* [WHAT THE EXERCISE ASKS]:
A single number is the answer: the count of lines in the listing below that contain "discarding".

# # # #

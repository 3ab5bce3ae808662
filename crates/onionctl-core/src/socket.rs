//! Control socket — one logical connection to the daemon.
//!
//! Owns the transport, frames requests and replies, tracks liveness, and
//! tells status listeners about every transition.
//!
//! ## Locking
//!
//! ```text
//! lifecycle ──▶ writer ──▶ reader        (connect / close)
//!               writer                   (send)
//!                          reader        (recv)
//! ```
//!
//! `send` and `recv` use separate halves, so a receive loop blocked waiting
//! for the next message never holds up a request. Liveness lives in a
//! `watch` channel: flipping it to `false` wakes every task parked in `send`
//! or `recv`, which then drop their half and let `close` finish.

use std::fmt;
use std::sync::atomic::{AtomicU64, Ordering};
use std::sync::{Arc, OnceLock, Weak};
use std::time::SystemTime;

use tokio::io::{AsyncBufReadExt, AsyncReadExt, AsyncWriteExt, BufReader, ReadHalf, WriteHalf};
use tokio::sync::{Mutex, watch};
use tracing::{debug, info, warn};

use onionctl_config::Endpoint;

use crate::controller::BaseController;
use crate::error::{ControlError, Result};
use crate::listener::{Dispatch, ListenerRegistry, State, StatusCallback, StatusChange};
use crate::message::{ControlMessage, MAX_LINE_LEN, ReplyParser, Request};
use crate::transport::{BoxTransport, Connector, connector_for};

/// Read side of a live connection. The partial line and parser state
/// survive a cancelled `recv`, so no bytes are lost.
struct Inbound {
    stream: BufReader<ReadHalf<BoxTransport>>,
    line: Vec<u8>,
    parser: ReplyParser,
    /// Dropping the rest of an overlong line up to its terminator.
    discarding: bool,
}

enum ReadFailure {
    /// The connection this read started on is already gone.
    Stale,
    Eof,
    Io(std::io::Error),
    Protocol(ControlError),
}

enum WriteFailure {
    Stale,
    Io(std::io::Error),
}

/// A connection to a tor control endpoint.
///
/// Created unconnected. [`connect`](Self::connect) opens the transport,
/// [`close`](Self::close) tears it down, and the socket can be connected
/// again afterwards.
pub struct ControlSocket {
    connector: Box<dyn Connector>,
    lifecycle: Mutex<()>,
    writer: Mutex<Option<WriteHalf<BoxTransport>>>,
    reader: Mutex<Option<Inbound>>,
    alive: watch::Sender<bool>,
    /// Number of successful connects so far.
    generation: AtomicU64,
    listeners: ListenerRegistry,
    owner: OnceLock<Weak<BaseController>>,
}

impl ControlSocket {
    /// Create an unconnected socket using the given transport provider.
    pub fn new(connector: impl Connector + 'static) -> Self {
        Self::with_connector(Box::new(connector))
    }

    /// Create an unconnected socket for an endpoint descriptor.
    ///
    /// Fails with [`ControlError::Connection`] if the endpoint can never be
    /// reached (non-IP address, port zero, empty path).
    pub fn from_endpoint(endpoint: &Endpoint) -> Result<Self> {
        endpoint
            .validate()
            .map_err(|e| ControlError::Connection {
                endpoint: endpoint.clone(),
                source: std::io::Error::new(std::io::ErrorKind::InvalidInput, e),
            })?;
        Ok(Self::with_connector(connector_for(endpoint)))
    }

    fn with_connector(connector: Box<dyn Connector>) -> Self {
        Self {
            connector,
            lifecycle: Mutex::new(()),
            writer: Mutex::new(None),
            reader: Mutex::new(None),
            alive: watch::Sender::new(false),
            generation: AtomicU64::new(0),
            listeners: ListenerRegistry::new(),
            owner: OnceLock::new(),
        }
    }

    pub fn endpoint(&self) -> &Endpoint {
        self.connector.endpoint()
    }

    /// Whether the socket is currently connected. Never blocks.
    pub fn is_alive(&self) -> bool {
        *self.alive.borrow()
    }

    /// Open the transport.
    ///
    /// Listeners are told [`State::Init`] on the first connect and
    /// [`State::Reset`] on every later one.
    pub async fn connect(&self) -> Result<()> {
        let _lifecycle = self.lifecycle.lock().await;
        if self.is_alive() {
            return Err(ControlError::AlreadyConnected(self.endpoint().clone()));
        }

        let transport = self
            .connector
            .connect()
            .await
            .map_err(|source| ControlError::Connection {
                endpoint: self.endpoint().clone(),
                source,
            })?;
        let (read, write) = tokio::io::split(transport);

        *self.writer.lock().await = Some(write);
        *self.reader.lock().await = Some(Inbound {
            stream: BufReader::new(read),
            line: Vec::new(),
            parser: ReplyParser::new(),
            discarding: false,
        });

        let previous = self.generation.fetch_add(1, Ordering::SeqCst);
        self.alive.send_replace(true);
        info!(endpoint = %self.endpoint(), "control connection established");

        self.notify(if previous == 0 {
            State::Init
        } else {
            State::Reset
        });
        Ok(())
    }

    /// Write one request.
    ///
    /// Writes are serialized: a request is fully written and flushed before
    /// the next one starts. A failed write closes the socket.
    pub async fn send(&self, request: impl Into<Request>) -> Result<()> {
        let request = request.into();
        if request.is_empty() {
            return Err(ControlError::InvalidMessage(
                "message must not be empty".to_string(),
            ));
        }

        let mut alive = self.alive.subscribe();
        if !*alive.borrow_and_update() {
            return Err(ControlError::ConnectionClosed);
        }
        let generation = self.generation.load(Ordering::SeqCst);
        let frame = request.to_wire();

        let written = tokio::select! {
            _ = wait_closed(&mut alive) => return Err(ControlError::ConnectionClosed),
            written = self.write_frame(generation, &frame) => written,
        };

        match written {
            Ok(()) => {
                debug!(bytes = frame.len(), "sent control request");
                Ok(())
            }
            Err(WriteFailure::Stale) => Err(ControlError::ConnectionClosed),
            Err(WriteFailure::Io(e)) => {
                self.close_generation(generation, &e).await;
                Err(ControlError::Transport(e))
            }
        }
    }

    async fn write_frame(&self, generation: u64, frame: &[u8]) -> Result<(), WriteFailure> {
        let mut writer = self.writer.lock().await;
        if self.generation.load(Ordering::SeqCst) != generation {
            return Err(WriteFailure::Stale);
        }
        let Some(writer) = writer.as_mut() else {
            return Err(WriteFailure::Stale);
        };
        writer.write_all(frame).await.map_err(WriteFailure::Io)?;
        writer.flush().await.map_err(WriteFailure::Io)
    }

    /// Wait for the next complete message, reply or event.
    ///
    /// Concurrent callers each receive a different message. Closing the
    /// socket from elsewhere releases every waiter with
    /// [`ControlError::ConnectionClosed`]. End of stream closes the socket.
    /// A malformed message is reported as [`ControlError::Protocol`] and
    /// leaves the connection up. Cancel safe.
    pub async fn recv(&self) -> Result<ControlMessage> {
        let mut alive = self.alive.subscribe();
        if !*alive.borrow_and_update() {
            return Err(ControlError::ConnectionClosed);
        }
        let generation = self.generation.load(Ordering::SeqCst);

        let read = tokio::select! {
            _ = wait_closed(&mut alive) => return Err(ControlError::ConnectionClosed),
            read = self.read_message(generation) => read,
        };

        match read {
            Ok(message) => {
                debug!(
                    status = message.status_code(),
                    bytes = message.raw().len(),
                    event = message.is_event(),
                    "received control message"
                );
                Ok(message)
            }
            Err(ReadFailure::Stale) => Err(ControlError::ConnectionClosed),
            Err(ReadFailure::Protocol(e)) => Err(e),
            Err(ReadFailure::Eof) => {
                let eof = std::io::Error::new(
                    std::io::ErrorKind::UnexpectedEof,
                    "control connection closed by remote end",
                );
                self.close_generation(generation, &eof).await;
                Err(ControlError::ConnectionClosed)
            }
            Err(ReadFailure::Io(e)) => {
                self.close_generation(generation, &e).await;
                Err(ControlError::Transport(e))
            }
        }
    }

    async fn read_message(&self, generation: u64) -> Result<ControlMessage, ReadFailure> {
        let mut reader = self.reader.lock().await;
        if self.generation.load(Ordering::SeqCst) != generation {
            return Err(ReadFailure::Stale);
        }
        let Some(inbound) = reader.as_mut() else {
            return Err(ReadFailure::Stale);
        };

        loop {
            let budget = MAX_LINE_LEN.saturating_sub(inbound.line.len()) as u64;
            let n = (&mut inbound.stream)
                .take(budget)
                .read_until(b'\n', &mut inbound.line)
                .await
                .map_err(ReadFailure::Io)?;
            let terminated = inbound.line.ends_with(b"\n");

            if inbound.discarding {
                if n == 0 {
                    return Err(ReadFailure::Eof);
                }
                inbound.discarding = !terminated;
                inbound.line.clear();
                continue;
            }

            if !terminated {
                if inbound.line.len() < MAX_LINE_LEN {
                    return Err(ReadFailure::Eof);
                }
                inbound.line.clear();
                inbound.parser.reset();
                inbound.discarding = true;
                return Err(ReadFailure::Protocol(ControlError::Protocol(format!(
                    "line longer than {MAX_LINE_LEN} bytes"
                ))));
            }

            let parsed = inbound.parser.push_line(&inbound.line);
            inbound.line.clear();
            match parsed {
                Ok(Some(message)) => return Ok(message),
                Ok(None) => continue,
                Err(e) => return Err(ReadFailure::Protocol(e)),
            }
        }
    }

    /// Close the connection. Safe to call at any time; only an actual
    /// transition notifies listeners.
    pub async fn close(&self) {
        self.shutdown(None, None).await;
    }

    /// Close after an I/O failure, unless that connection was already
    /// replaced by a newer one.
    async fn close_generation(&self, generation: u64, cause: &std::io::Error) {
        self.shutdown(Some(generation), Some(cause)).await;
    }

    async fn shutdown(&self, generation: Option<u64>, cause: Option<&std::io::Error>) {
        let _lifecycle = self.lifecycle.lock().await;
        if !self.is_alive() {
            return;
        }
        if generation.is_some_and(|g| g != self.generation.load(Ordering::SeqCst)) {
            return;
        }

        // Wakes parked send/recv calls so the halves below become free.
        self.alive.send_replace(false);

        let writer = self.writer.lock().await.take();
        let reader = self.reader.lock().await.take();
        if let Some(mut writer) = writer {
            if let Err(e) = writer.shutdown().await {
                debug!(error = %e, "error shutting down control transport");
            }
        }
        drop(reader);

        match cause {
            Some(cause) => warn!(
                endpoint = %self.endpoint(),
                error = %cause,
                "control connection lost"
            ),
            None => info!(endpoint = %self.endpoint(), "control connection closed"),
        }

        self.notify(State::Closed);
    }

    /// Register a status listener. See [`ListenerRegistry::add`].
    pub fn add_status_listener(&self, callback: StatusCallback, dispatch: Dispatch) {
        self.listeners.add(callback, dispatch);
    }

    /// Remove a status listener. Returns `false` if it was not registered.
    pub fn remove_status_listener(&self, callback: &StatusCallback) -> bool {
        self.listeners.remove(callback)
    }

    /// The controller that owns this socket, if any.
    pub fn owner(&self) -> Option<Arc<BaseController>> {
        self.owner.get().and_then(Weak::upgrade)
    }

    /// Record the owning controller. Only the first call has an effect.
    pub(crate) fn bind_owner(&self, owner: Weak<BaseController>) -> bool {
        self.owner.set(owner).is_ok()
    }

    fn notify(&self, state: State) {
        self.listeners.notify(&StatusChange {
            state,
            timestamp: SystemTime::now(),
            controller: self.owner(),
        });
    }
}

impl fmt::Debug for ControlSocket {
    fn fmt(&self, f: &mut fmt::Formatter<'_>) -> fmt::Result {
        f.debug_struct("ControlSocket")
            .field("endpoint", self.endpoint())
            .field("alive", &self.is_alive())
            .field("generation", &self.generation.load(Ordering::SeqCst))
            .field("listeners", &self.listeners)
            .finish()
    }
}

async fn wait_closed(alive: &mut watch::Receiver<bool>) {
    loop {
        if !*alive.borrow_and_update() {
            return;
        }
        if alive.changed().await.is_err() {
            return;
        }
    }
}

# # # #

* [RESULT]:
5